## Your goal
Across all the records, filter for lines with the word "info" and copy them.

## Entries supplied
☆ ☆ ☆ ☆ ☆ ☆ ☆
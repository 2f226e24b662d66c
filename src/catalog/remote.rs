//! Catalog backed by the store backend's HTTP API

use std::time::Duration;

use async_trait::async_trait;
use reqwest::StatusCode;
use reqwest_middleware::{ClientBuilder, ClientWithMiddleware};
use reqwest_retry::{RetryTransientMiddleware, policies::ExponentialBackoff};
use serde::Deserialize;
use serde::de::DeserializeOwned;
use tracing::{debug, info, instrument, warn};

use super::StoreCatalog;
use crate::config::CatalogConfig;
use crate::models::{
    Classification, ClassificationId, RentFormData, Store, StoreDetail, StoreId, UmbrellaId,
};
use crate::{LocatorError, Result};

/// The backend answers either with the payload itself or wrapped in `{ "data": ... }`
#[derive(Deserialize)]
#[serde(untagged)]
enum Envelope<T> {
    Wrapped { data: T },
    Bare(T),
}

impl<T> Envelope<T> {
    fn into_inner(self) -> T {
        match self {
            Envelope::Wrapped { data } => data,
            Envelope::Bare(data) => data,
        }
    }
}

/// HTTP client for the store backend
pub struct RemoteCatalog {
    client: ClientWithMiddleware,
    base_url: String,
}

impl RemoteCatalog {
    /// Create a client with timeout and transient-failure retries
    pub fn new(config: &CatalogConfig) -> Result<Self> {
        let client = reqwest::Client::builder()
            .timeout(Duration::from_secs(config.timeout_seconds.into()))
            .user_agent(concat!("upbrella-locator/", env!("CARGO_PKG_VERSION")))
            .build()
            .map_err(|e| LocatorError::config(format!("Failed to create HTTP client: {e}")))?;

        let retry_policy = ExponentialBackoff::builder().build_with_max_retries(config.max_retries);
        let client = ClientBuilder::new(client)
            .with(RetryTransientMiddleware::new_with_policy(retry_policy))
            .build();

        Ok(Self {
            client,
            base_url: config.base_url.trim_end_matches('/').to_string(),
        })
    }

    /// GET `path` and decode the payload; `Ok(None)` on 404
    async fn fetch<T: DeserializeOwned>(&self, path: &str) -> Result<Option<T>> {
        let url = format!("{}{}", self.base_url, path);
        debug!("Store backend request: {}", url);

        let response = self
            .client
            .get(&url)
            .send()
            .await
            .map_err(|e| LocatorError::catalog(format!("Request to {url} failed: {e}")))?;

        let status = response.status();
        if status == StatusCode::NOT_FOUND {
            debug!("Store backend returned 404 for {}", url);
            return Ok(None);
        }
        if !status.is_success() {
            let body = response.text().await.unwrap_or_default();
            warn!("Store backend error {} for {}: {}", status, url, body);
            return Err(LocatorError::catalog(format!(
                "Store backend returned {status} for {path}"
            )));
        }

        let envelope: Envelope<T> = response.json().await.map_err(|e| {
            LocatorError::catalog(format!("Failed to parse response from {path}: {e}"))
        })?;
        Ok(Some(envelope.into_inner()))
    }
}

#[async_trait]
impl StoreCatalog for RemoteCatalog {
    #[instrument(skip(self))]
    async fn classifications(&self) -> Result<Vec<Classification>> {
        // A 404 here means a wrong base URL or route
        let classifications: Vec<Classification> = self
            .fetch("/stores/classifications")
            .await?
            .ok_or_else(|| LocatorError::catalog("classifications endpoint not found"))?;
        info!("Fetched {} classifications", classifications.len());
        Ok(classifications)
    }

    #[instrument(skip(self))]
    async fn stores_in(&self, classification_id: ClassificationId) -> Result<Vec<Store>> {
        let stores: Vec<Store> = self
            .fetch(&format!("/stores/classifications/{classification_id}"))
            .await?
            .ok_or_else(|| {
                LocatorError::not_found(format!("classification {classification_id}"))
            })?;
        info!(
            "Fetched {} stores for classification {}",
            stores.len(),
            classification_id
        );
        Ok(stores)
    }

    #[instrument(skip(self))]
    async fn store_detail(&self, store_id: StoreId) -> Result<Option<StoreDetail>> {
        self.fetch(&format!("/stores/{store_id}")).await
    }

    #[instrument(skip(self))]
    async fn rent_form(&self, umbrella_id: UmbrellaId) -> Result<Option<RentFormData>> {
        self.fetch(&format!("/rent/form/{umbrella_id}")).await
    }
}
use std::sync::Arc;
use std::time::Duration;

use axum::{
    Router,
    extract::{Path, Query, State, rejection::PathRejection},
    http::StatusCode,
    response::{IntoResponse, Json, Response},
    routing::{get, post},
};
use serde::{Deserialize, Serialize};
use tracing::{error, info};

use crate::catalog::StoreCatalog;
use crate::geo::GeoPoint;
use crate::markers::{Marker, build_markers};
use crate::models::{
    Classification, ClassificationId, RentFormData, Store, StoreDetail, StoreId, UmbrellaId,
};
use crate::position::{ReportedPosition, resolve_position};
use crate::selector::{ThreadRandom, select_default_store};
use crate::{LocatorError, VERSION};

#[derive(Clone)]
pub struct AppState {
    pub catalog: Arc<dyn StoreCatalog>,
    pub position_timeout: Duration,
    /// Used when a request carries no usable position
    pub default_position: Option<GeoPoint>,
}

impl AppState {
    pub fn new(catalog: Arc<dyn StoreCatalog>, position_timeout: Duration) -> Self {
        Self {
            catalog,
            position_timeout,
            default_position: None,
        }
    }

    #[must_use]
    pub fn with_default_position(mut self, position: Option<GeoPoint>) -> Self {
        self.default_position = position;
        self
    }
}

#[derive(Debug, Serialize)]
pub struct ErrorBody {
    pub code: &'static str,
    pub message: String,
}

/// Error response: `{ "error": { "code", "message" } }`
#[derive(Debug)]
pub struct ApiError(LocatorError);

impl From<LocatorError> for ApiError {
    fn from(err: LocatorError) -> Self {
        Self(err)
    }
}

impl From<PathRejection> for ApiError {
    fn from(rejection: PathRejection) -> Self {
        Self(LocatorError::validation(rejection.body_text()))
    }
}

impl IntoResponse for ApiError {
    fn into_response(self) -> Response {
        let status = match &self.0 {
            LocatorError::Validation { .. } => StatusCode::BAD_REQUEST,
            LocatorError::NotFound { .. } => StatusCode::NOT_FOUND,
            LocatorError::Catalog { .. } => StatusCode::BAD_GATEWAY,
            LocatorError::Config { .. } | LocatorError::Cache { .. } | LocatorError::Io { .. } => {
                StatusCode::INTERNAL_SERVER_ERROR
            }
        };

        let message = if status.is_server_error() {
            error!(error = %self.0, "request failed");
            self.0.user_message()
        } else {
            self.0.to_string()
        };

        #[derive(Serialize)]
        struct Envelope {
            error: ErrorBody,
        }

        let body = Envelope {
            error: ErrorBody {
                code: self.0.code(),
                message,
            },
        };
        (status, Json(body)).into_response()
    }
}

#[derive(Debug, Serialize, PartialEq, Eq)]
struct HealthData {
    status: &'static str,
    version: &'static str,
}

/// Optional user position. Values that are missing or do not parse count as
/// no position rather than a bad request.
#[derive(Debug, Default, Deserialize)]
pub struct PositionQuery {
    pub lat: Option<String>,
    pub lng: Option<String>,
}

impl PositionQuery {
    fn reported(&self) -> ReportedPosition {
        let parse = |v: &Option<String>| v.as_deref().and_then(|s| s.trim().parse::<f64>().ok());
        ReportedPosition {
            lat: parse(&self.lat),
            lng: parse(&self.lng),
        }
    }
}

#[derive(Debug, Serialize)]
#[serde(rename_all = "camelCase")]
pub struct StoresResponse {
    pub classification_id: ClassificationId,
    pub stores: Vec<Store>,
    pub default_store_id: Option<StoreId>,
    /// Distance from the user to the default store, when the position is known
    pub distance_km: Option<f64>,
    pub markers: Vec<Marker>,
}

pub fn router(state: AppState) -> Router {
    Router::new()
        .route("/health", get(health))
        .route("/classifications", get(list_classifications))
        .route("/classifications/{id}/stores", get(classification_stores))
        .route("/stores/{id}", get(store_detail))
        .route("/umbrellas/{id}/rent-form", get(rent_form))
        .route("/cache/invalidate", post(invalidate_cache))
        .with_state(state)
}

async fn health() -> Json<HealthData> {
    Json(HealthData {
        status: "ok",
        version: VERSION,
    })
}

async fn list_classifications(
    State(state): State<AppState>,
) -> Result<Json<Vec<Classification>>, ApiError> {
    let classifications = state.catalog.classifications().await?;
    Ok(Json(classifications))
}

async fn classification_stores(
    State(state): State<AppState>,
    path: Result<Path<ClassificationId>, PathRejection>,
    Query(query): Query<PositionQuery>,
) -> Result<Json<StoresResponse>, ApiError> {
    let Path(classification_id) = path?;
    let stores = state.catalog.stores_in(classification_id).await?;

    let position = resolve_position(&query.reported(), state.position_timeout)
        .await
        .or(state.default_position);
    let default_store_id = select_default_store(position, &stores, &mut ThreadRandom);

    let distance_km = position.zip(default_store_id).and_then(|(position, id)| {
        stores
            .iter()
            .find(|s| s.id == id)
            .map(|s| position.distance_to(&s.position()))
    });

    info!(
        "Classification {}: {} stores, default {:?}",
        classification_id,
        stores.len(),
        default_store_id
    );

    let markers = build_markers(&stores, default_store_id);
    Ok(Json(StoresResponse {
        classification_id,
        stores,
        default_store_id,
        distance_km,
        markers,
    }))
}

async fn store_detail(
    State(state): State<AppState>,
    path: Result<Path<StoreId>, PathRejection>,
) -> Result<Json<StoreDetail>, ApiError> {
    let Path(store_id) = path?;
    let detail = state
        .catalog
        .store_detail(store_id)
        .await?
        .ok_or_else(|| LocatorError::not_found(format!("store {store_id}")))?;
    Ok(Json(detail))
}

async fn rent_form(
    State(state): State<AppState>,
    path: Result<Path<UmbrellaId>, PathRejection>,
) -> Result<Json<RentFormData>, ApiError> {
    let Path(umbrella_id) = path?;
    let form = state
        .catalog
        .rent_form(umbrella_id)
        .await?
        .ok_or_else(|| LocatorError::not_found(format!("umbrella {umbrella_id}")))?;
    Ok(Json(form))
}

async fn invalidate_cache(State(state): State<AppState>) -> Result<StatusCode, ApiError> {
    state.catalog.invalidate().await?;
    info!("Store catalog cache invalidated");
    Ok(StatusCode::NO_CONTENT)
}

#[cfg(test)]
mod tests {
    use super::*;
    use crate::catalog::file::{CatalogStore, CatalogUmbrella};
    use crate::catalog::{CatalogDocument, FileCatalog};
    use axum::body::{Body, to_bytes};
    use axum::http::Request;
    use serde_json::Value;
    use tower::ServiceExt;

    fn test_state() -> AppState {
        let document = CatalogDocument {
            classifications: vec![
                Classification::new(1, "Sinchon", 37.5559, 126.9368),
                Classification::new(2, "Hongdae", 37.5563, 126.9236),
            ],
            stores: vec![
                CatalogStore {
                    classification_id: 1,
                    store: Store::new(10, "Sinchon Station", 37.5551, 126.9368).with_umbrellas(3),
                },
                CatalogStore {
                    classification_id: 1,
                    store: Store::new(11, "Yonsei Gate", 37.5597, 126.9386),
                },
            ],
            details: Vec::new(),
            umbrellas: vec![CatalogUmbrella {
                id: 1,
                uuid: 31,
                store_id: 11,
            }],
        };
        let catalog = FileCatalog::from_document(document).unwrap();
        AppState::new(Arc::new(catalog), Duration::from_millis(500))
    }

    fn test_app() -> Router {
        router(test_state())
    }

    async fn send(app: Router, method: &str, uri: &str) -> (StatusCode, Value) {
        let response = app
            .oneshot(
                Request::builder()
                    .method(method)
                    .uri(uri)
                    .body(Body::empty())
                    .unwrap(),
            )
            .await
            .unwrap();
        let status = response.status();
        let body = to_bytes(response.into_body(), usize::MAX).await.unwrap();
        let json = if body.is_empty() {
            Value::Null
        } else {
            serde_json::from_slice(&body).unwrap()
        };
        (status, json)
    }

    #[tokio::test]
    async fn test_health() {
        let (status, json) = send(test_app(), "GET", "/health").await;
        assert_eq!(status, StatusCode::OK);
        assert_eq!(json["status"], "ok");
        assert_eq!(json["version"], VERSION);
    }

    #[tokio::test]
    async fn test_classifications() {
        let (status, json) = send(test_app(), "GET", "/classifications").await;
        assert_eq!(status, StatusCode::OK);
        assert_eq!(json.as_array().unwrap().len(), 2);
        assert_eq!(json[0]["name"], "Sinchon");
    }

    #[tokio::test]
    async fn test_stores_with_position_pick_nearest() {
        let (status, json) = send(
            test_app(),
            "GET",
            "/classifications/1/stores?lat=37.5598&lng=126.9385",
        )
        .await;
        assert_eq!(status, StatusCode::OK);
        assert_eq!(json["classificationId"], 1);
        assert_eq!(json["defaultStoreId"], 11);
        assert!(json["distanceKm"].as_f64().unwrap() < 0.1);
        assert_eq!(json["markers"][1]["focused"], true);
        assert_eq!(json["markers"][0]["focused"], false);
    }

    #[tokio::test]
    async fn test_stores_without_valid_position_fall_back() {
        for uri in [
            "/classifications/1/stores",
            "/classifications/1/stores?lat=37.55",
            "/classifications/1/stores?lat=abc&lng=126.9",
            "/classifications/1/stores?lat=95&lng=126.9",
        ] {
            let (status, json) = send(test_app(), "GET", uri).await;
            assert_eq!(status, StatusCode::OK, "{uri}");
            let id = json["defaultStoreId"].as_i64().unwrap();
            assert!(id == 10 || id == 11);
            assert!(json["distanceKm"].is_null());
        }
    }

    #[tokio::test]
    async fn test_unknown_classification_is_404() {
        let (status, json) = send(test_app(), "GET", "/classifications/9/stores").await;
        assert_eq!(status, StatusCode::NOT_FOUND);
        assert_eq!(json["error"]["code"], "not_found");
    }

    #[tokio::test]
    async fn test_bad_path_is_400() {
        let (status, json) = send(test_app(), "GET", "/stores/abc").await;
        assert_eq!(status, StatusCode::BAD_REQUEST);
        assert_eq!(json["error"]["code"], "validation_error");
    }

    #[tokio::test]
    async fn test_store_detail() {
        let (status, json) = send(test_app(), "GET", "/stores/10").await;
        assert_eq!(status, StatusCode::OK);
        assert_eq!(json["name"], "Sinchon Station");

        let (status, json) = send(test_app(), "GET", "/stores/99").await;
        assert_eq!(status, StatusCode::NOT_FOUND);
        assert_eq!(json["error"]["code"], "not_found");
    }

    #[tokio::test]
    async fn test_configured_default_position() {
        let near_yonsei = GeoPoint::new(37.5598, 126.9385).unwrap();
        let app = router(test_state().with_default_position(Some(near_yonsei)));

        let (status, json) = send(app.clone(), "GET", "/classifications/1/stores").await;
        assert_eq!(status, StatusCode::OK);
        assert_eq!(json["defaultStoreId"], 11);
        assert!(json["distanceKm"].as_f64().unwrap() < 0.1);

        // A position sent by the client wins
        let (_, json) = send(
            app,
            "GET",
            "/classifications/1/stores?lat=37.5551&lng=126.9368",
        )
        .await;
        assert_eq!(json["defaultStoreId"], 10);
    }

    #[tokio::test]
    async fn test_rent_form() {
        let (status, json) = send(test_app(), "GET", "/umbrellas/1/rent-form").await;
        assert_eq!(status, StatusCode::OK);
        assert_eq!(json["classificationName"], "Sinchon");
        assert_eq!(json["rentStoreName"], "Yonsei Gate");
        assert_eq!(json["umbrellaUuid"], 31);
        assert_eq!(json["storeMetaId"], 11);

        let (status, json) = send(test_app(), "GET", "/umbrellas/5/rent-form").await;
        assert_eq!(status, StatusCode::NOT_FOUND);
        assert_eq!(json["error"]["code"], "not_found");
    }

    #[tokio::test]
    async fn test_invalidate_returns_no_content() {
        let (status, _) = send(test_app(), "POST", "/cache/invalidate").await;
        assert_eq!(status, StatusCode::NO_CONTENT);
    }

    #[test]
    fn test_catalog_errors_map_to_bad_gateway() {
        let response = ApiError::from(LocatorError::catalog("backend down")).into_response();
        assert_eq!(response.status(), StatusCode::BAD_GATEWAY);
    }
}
☆ ☆ ☆ ☆ ☆ ☆ ☆
## Answer for the task
use tracing::{debug, info, instrument, warn};
        info!("Fetched {} classifications", classifications.len());
        info!(
use tracing::{error, info};
    info!(
    info!("Store catalog cache invalidated");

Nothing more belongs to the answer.